Rob summed up the impact of Crossbeam nicely:
“Crossbeam has been great for us. It’s been great to learn about the ecosystem, get connected with our partners, expose that data and bring it together for ourselves. Has been very enlightening for everybody within the go to market organization and anthropic,” said Rob.
For GTM and partnerships leaders, that’s not just a productivity boost. It’s a fundamentally new way to run an ecosystem-led, AI-native revenue engine.
Ready to tap into the full power of Claude, Ecosystem Intelligence, and the Crossbeam MCP? Book an ELG strategy call and let’s level up your GTM. And to hear the full conversation with Rob Greenlee and Bob Moore, watch the “Future of Ecosystem AI” ELG Summit session here.
FAQ
1. Why are AI and partnerships becoming the new GTM power combo?

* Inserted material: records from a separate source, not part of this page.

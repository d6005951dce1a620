//! Authorized user database operations.

use rusqlite::{params, OptionalExtension};

use super::{Database, DbResult};
use crate::models::{email_key, AuthorizedUser};

impl Database {
    /// Add or update an authorized user.
    pub fn upsert_authorized_user(&self, user: &AuthorizedUser) -> DbResult<()> {
        self.conn.execute(
            r#"
            INSERT INTO authorized_users (email_key, email, branch)
            VALUES (?1, ?2, ?3)
            ON CONFLICT(email_key) DO UPDATE SET
                email = excluded.email,
                branch = excluded.branch
            "#,
            params![
                email_key(&user.email),
                user.email.trim().to_lowercase(),
                user.branch.trim().to_uppercase(),
            ],
        )?;
        Ok(())
    }

    /// Look up an authorized user by email.
    pub fn get_authorized_user(&self, email: &str) -> DbResult<Option<AuthorizedUser>> {
        self.conn
            .query_row(
                "SELECT email, branch FROM authorized_users WHERE email_key = ?",
                [email_key(email)],
                |row| {
                    Ok(AuthorizedUser {
                        email: row.get(0)?,
                        branch: row.get(1)?,
                    })
                },
            )
            .optional()
            .map_err(Into::into)
    }

    /// List all authorized users.
    pub fn list_authorized_users(&self) -> DbResult<Vec<AuthorizedUser>> {
        let mut stmt = self
            .conn
            .prepare("SELECT email, branch FROM authorized_users ORDER BY email")?;
        let rows = stmt.query_map([], |row| {
            Ok(AuthorizedUser {
                email: row.get(0)?,
                branch: row.get(1)?,
            })
        })?;
        rows.collect::<Result<Vec<_>, _>>().map_err(Into::into)
    }
}

#[cfg(test)]
mod tests {
    use super::*;

    #[test]
    fn test_upsert_and_get_user() {
        let db = Database::open_in_memory().unwrap();
        db.upsert_authorized_user(&AuthorizedUser {
            email: "Ravi.K@Valuers.in".into(),
            branch: "cdh".into(),
        })
        .unwrap();

        let user = db.get_authorized_user("ravi.k@valuers.in").unwrap().unwrap();
        assert_eq!(user.email, "ravi.k@valuers.in");
        assert_eq!(user.branch, "CDH");

        db.upsert_authorized_user(&AuthorizedUser {
            email: "ravi.k@valuers.in".into(),
            branch: "MUM".into(),
        })
        .unwrap();
        let users = db.list_authorized_users().unwrap();
        assert_eq!(users.len(), 1);
        assert_eq!(users[0].branch, "MUM");
    }

    #[test]
    fn test_unknown_user() {
        let db = Database::open_in_memory().unwrap();
        assert!(db.get_authorized_user("nobody@x.in").unwrap().is_none());
    }
}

AI is quickly becoming the operating system for how modern companies build, sell, and partner — but it only works if the AI has access to the right data. Partnerships provide that data and context. Tools like Crossbeam and the Model Context Protocol (MCP) let Claude securely connect to systems like Salesforce, HubSpot, cloud providers, and partner ecosystems. This turns partner data into actionable signal, eliminates manual copy-pasting, and helps revenue teams move from $10K deals to $1M relationships.
2. What makes the Claude + Crossbeam MCP Server so important for GTM teams?
Traditionally, ecosystem data was hard to use — buried in dashboards, portals, or spreadsheets. With the Crossbeam MCP Server, Claude can query partner overlap data directly in natural language and combine it with Salesforce, product usage, and support context. Reps can ask questions like “Which accounts just became customers of our AI-native SIs?” and get instant, actionable answers. It’s a shift from searching for insights to simply asking for them.
3. How does an AI-first GTM org operate differently from a traditional team?
In Anthropic’s model, AI isn’t a tool — it’s the operating model. Claude drafts 70–80% of sales emails, builds automated account plans, prepares execs for meetings, and pulls context from systems like Salesforce, Slack, Google Drive, Gmail, and partner data sources via MCP. Instead of replacing systems of record, Anthropic uses AI to unify them. The result is a lean team (~150 people globally) that performs like an org many times larger. GTM leaders can adopt this model by making their data LLM-native, aligning sales and partnerships, and using AI-native SIs to accelerate customer impact.